Tuesday, June 21, 2005

Birth of a Negro

I live in a luxury apartment complex in Houston, which, most of the time, affords me a considerable amount privacy. Last night around ten there was a knock at my door, an unusual occurence, especially at the late hour. At the time, I was relaxing in my boxer briefs and a wife beater, my evening attire of choice. My Lady was wearing one of her countless night gowns, this one pink with lighter pink stripes. It was baggy, and sometimes her boobs popped out. Neither of us were dressed for company.

Because I was on the phone with a friend discussing my reluctance to apply to law school despite mounting pressure, My Lady went to answer the door in my stead. Through the peep hole, she saw a young, probably harmless white guy who wore a beard and a baseball cap. He was most likely a college student. He mumbled on and on about something or another. After a few of My Lady's attempts to figure out what he wanted, I went to the door to see what was going on.

Just a little bit of background before I continue. I'm an easy going, laid back Negro. I hardly ever raise my voice. Only when I'm on roller coasters, driving my Honda or watching the game do I scream. (One time a white lady accused me of stealing my own car, but I kept my cool. I'm no coon. It just takes a whole lot for me to get angry. Call me Patient Negro.) I might holler when I'm home in Atlanta with my folks, but that's reflective of the strange way that we communicate, not anger or sadness or any other causes/effects of family dysfunction.
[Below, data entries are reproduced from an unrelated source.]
//! Common types for the compilation pipeline.

use std::path::PathBuf;
use std::sync::Arc;

use crucible_api::FunctionInstance;

use crate::codegen::{QualifiedName, SourceKind};
use crate::error::Result;

/// Configuration for the compiler backend.
#[derive(Debug, Clone)]
pub struct ToolchainConfig {
    /// Directory for batch build trees (.crucible/build/)
    pub build_dir: PathBuf,

    /// Path to the crucible-api crate the generated code compiles against.
    /// If None, uses the crates.io published version.
    pub api_crate_path: Option<PathBuf>,

    /// Optimization level (0-3)
    pub opt_level: u8,

    /// Additional rustc flags
    pub extra_rustc_flags: Vec<String>,
}

impl Default for ToolchainConfig {
    fn default() -> Self {
        Self {
            build_dir: PathBuf::from(".crucible/build"),
            api_crate_path: Self::detect_api_crate_path(),
            opt_level: 0,
            extra_rustc_flags: Vec::new(),
        }
    }
}

impl ToolchainConfig {
    /// Detect the path to the crucible-api crate.
    ///
    /// During development (running from the workspace), returns the path to
    /// crates/crucible-api. In production (installed binary), returns None to
    /// use the crates.io version.
    fn detect_api_crate_path() -> Option<PathBuf> {
        if let Ok(exe_path) = std::env::current_exe() {
            // e.g. /path/to/crucible/target/release/<bin>
            if let Some(target_dir) = exe_path.parent() {
                let workspace_root = target_dir.parent().and_then(|p| p.parent());
                if let Some(root) = workspace_root {
                    let api_crate = root.join("crates").join("crucible-api");
                    if api_crate.join("Cargo.toml").exists() {
                        return Some(api_crate);
                    }
                }
            }
        }

        // Fallback: CARGO_MANIFEST_DIR is available during cargo test
        if let Ok(manifest_dir) = std::env::var("CARGO_MANIFEST_DIR") {
            let manifest_path = PathBuf::from(&manifest_dir);
            if let Some(workspace_root) = manifest_path.ancestors().find(|p| {
                p.join("crates").join("crucible-api").join("Cargo.toml").exists()
            }) {
                return Some(workspace_root.join("crates").join("crucible-api"));
            }
        }

        None
    }
}

/// Shared constructor for one compiled unit. Each call yields a fresh,
/// stateless instance.
pub type Constructor = Arc<dyn Fn() -> Result<FunctionInstance> + Send + Sync>;

/// Identity of one unit inside a compiled batch.
#[derive(Debug, Clone)]
pub struct BatchUnit {
    pub name: QualifiedName,
    pub kind: SourceKind,
}

/// Where the executable code of a batch lives.
pub enum BatchArtifacts {
    /// A dynamic library on disk; constructors are resolved by symbol name.
    Library { path: PathBuf },

    /// Constructors handed over directly, bypassing symbol resolution.
    /// Used by in-process backends.
    Prebuilt(Vec<(QualifiedName, Constructor)>),
}

impl std::fmt::Debug for BatchArtifacts {
    fn fmt(&self, f: &mut std::fmt::Formatter<'_>) -> std::fmt::Result {
        match self {
            Self::Library { path } => f.debug_struct("Library").field("path", path).finish(),
            Self::Prebuilt(entries) => f
                .debug_tuple("Prebuilt")
                .field(&entries.iter().map(|(name, _)| name).collect::<Vec<_>>())
                .finish(),
        }
    }
}

/// Result of compiling one batch of source units.
#[derive(Debug)]
pub struct CompiledBatch {
    /// Units in the batch, in generation order.
    pub units: Vec<BatchUnit>,

    /// The compiled code.
    pub artifacts: BatchArtifacts,

    /// Compilation time in milliseconds.
    pub compile_time_ms: u64,
}

/// Platform-specific dynamic library extension.
pub fn dylib_extension() -> &'static str {
    #[cfg(target_os = "windows")]
    {
        "dll"
    }
    #[cfg(target_os = "macos")]
    {
        "dylib"
    }
    #[cfg(target_os = "linux")]
    {
        "so"
    }
    #[cfg(not(any(target_os = "windows", target_os = "macos", target_os = "linux")))]
    {
        "so"
    }
}

/// Platform-specific dynamic library prefix.
pub fn dylib_prefix() -> &'static str {
    #[cfg(target_os = "windows")]
    {
        ""
    }
    #[cfg(not(target_os = "windows"))]
    {
        "lib"
    }
}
But last night, I approached the door a new man: Scary Negro. I yelled through the door, asking the kid who he was looking for. (Never open the door for strangers, especially when wearing your drawers.) He continued to mumble, so I yelled louder. Eventually he managed to communicate that he was a paper boy looking to sell subscriptions to the Houston Chronicle, a terrible paper. I told that fool to keep on moving. I turned around to see My Lady, who was then chopping her veggies on the cutting board.

"That was mean," she said. "That's the new me," I promptly replied. And I meant it. I resumed my telephone conversation about the woes of the legal profession.
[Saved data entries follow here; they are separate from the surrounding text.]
impl InvocationDispatcher {
    pub fn new(manager: Arc<CodeManager>, entities: Arc<dyn EntityStore>) -> Self {
        Self { manager, entities }
    }

    /// Dispatch one lifecycle event. Returns whether any hook ran.
    ///
    /// User actions have an explicit result and go through
    /// [`Self::process_user_event`] instead.
    pub fn process_event(&self, event: EntityEvent<'_>) -> Result<bool> {
        if event.kind == EventKind::UserAction {
            return Err(Error::ContractViolation(
                "user actions go through process_user_event".to_string(),
            ));
        }

        match event.kind {
            EventKind::BeforeTransition | EventKind::AfterTransition => {
                self.process_transition_event(event)
            }
            _ => self.process_entity_event(event),
        }
    }

    /// Invoke one callable hook explicitly, returning the success message
    /// the hook set, if any.
    pub fn process_user_event(&self, event: EntityEvent<'_>) -> Result<Option<String>> {
        let function_id = event.function_id.ok_or_else(|| {
            Error::ContractViolation("user action event carries no function id".to_string())
        })?;
        let entity = self.entity_of(event.object)?;
        let function = entity.function(function_id).ok_or_else(|| {
            Error::ContractViolation(format!(
                "entity '{}' has no function with id {function_id}",
                entity.name
            ))
        })?;

        let registry = self.manager.registry();
        self.call_hook(
            &registry,
            &entity,
            function,
            event.object,
            event.session.as_ref(),
            event.context,
            None,
        )
    }

    /// Run one REST endpoint function and return its response body.
    pub fn call_rest_function(
        &self,
        function: &RestFunctionMeta,
        method: RestMethod,
        body: Value,
        parameters: Vec<String>,
        session: Session,
    ) -> Result<Value> {
        let registry = self.manager.registry();
        let name = function.qualified_name();
        let handle = registry.resolve_by_name(&name)?;
        let mut instance = expect_rest(&name, handle.instantiate()?)?;

        let base = FunctionContext::new(session, function.module.clone());
        let mut context = RestContext::new(base, method, body, parameters);

        tracing::debug!("calling REST function '{}' ({name})", function.name);
        run_function(&name, || instance.call(&mut context))
    }

    /// Run one task body to completion.
    ///
    /// Resolution and contract failures are returned as `Err`; once the
    /// body has started, its outcome and accumulated log are both carried
    /// in the [`TaskRun`] so a failed run still yields its log.
    pub fn run_task(
        &self,
        task: &TaskMeta,
        parameters: Vec<JobParameter>,
        session: Session,
    ) -> Result<TaskRun> {
        let registry = self.manager.registry();
        let name = task.qualified_name();
        let handle = registry.resolve_by_name(&name)?;
        let mut instance = expect_job(&name, handle.instantiate()?)?;

        let base = FunctionContext::new(session, task.module.clone());
        let mut context = JobContext::new(base, parameters);

        tracing::debug!("running task '{}' ({name})", task.name);
        let outcome = run_function(&name, || instance.execute(&mut context));
        Ok(TaskRun {
            logs: context.take_logs(),
            outcome,
        })
    }

    /// Run one transformer, deriving target state from the source object.
    pub fn transform(
        &self,
        transformer: &TransformerMeta,
        source: &DomainObject,
        target: &mut DomainObject,
        session: Session,
    ) -> Result<()> {
        let registry = self.manager.registry();
        let name = transformer.qualified_name();
        let handle = registry.resolve_by_name(&name)?;
        let mut instance = expect_transformer(&name, handle.instantiate()?)?;

        let mut context = FunctionContext::new(session, transformer.module.clone());

        tracing::debug!("running transformer '{}' ({name})", transformer.name);
        run_function(&name, || instance.transform(source, target, &mut context))
    }

    fn process_entity_event(&self, mut event: EntityEvent<'_>) -> Result<bool> {
        let entity = self.entity_of(event.object)?;
        let registry = self.manager.registry();

        let mut executed = false;
        for function in &entity.functions {
            if !function.active {
                continue;
            }
            let execute = match event.kind {
                EventKind::Create => function.on_create,
                EventKind::Modify => function.on_modify,
                EventKind::BeforeInsert => function.before_insert,
                EventKind::AfterInsert => function.after_insert,
                EventKind::BeforeUpdate => function.before_update,
                EventKind::AfterUpdate => function.after_update,
                EventKind::BeforeDelete => function.before_delete,
                EventKind::AfterDelete => function.after_delete,
                other => {
                    return Err(Error::ContractViolation(format!(
                        "unsupported entity event {other:?}"
                    )))
                }
            };
            if execute {
                self.call_hook(
                    &registry,
                    &entity,
                    function,
                    event.object,
                    event.session.as_ref(),
                    event.context.as_deref_mut(),
                    None,
                )?;
                executed = true;
            }
        }
        Ok(executed)
    }

    fn process_transition_event(&self, mut event: EntityEvent<'_>) -> Result<bool> {
        let transition = event.status_transition.ok_or_else(|| {
            Error::ContractViolation("transition event carries no status transition".to_string())
        })?;
        let entity = self.entity_of(event.object)?;
        let registry = self.manager.registry();

        let mut executed = false;
        for hook in &transition.hooks {
            let function = entity.function(hook.function_id).ok_or_else(|| {
                Error::Internal(format!(
                    "transition {} references unknown function id {}",
                    transition.transition.id, hook.function_id
                ))
            })?;
            if !function.active {
                continue;
            }
            let execute = match event.kind {
                EventKind::BeforeTransition => hook.before,
                EventKind::AfterTransition => hook.after,
                other => {
                    return Err(Error::ContractViolation(format!(
                        "unsupported transition event {other:?}"
                    )))
                }
            };
            if execute {
                self.call_hook(
                    &registry,
                    &entity,
                    function,
                    event.object,
                    event.session.as_ref(),
                    event.context.as_deref_mut(),
                    Some(transition),
                )?;
                executed = true;
            }
        }
        Ok(executed)
    }

    fn entity_of(&self, object: &DomainObject) -> Result<Arc<EntityMeta>> {
        self.entities
            .get(object.entity_id())
            .ok_or_else(|| Error::Internal(format!("unknown entity id {}", object.entity_id())))
    }

    /// Invoke one hook. The ambient contract is checked before the
    /// artifact is resolved, so contract violations surface even when the
    /// registry has no matching artifact.
    #[allow(clippy::too_many_arguments)]
    fn call_hook(
        &self,
        registry: &ArtifactRegistry,
        entity: &EntityMeta,
        function: &EntityFunctionMeta,
        object: &mut DomainObject,
        session: Option<&Session>,
        context: Option<&mut FunctionContext>,
        transition: Option<&StatusTransitionMeta>,
    ) -> Result<Option<String>> {
        let name = function.qualified_name();
        tracing::debug!(
            "executing function '{}' on {} id:{:?}",
            function.name,
            entity.name,
            object.id()
        );

        match (session, context) {
            (None, None) => Err(Error::ContractViolation(
                "no session or function context provided".to_string(),
            )),
            (Some(_), Some(_)) => Err(Error::ContractViolation(
                "only one of session and function context allowed".to_string(),
            )),
            (None, Some(context)) => {
                let handle = registry.resolve_by_name(&name)?;
                let mut instance = expect_callback(&name, handle.instantiate()?)?;
                run_function(&name, || instance.call(object, context))?;
                Ok(context.success_message().map(str::to_owned))
            }
            (Some(session), None) => {
                let handle = registry.resolve_by_name(&name)?;
                let mut instance = expect_callback(&name, handle.instantiate()?)?;

                let mut context =
                    FunctionContext::new(session.clone(), entity.module.clone());
                if let Some(transition) = transition {
                    context = context.with_status_transition(transition.transition.clone());
                }

                run_function(&name, || instance.call(object, &mut context))?;
                Ok(context.take_success_message())
            }
        }
    }
}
My personality transition (from Patient to Scary Negro) was inspired by months and months of public humiliation at my last job at the hands of my former editor. (I'm a journalist.) She would scream at me in front of the other staff writers. She cussed me out. She made me feel as if I didn't belong in the newsroom, which I had only recently joined. I accepted her affronts without challenge, and with the bite of my lip, went on my way. I wanted so badly to gain acceptance, to fit in, to take the next step in my career. But what did it get me? Not a damn thing. I'm unemployed now, a temp worker looking for the next gig. Call me Broke, Unemployed and a Little Bit Depressed Negro.

The newspaper man didn't deserve what he got. Scary Negro flexed his muscles against a powerless kid. What kind of show of fortitude was that? But maybe it was a start. Maybe the next time a supervisor gives me bullshit, Scary Negro will be that much more ready. Back the fuck up and get out of my way. Please.


Anonymous Camille said...

To the Broke, Unemployed and a Little Bit Depressed Negro:

Hey Mos, Camille from San Diego here.

First off, you did a great job in developing the milieu of your evening. I feel like I was there, watching your lady's boob pop out of her nightie like Chappelle did in his Mitsubishi. ;)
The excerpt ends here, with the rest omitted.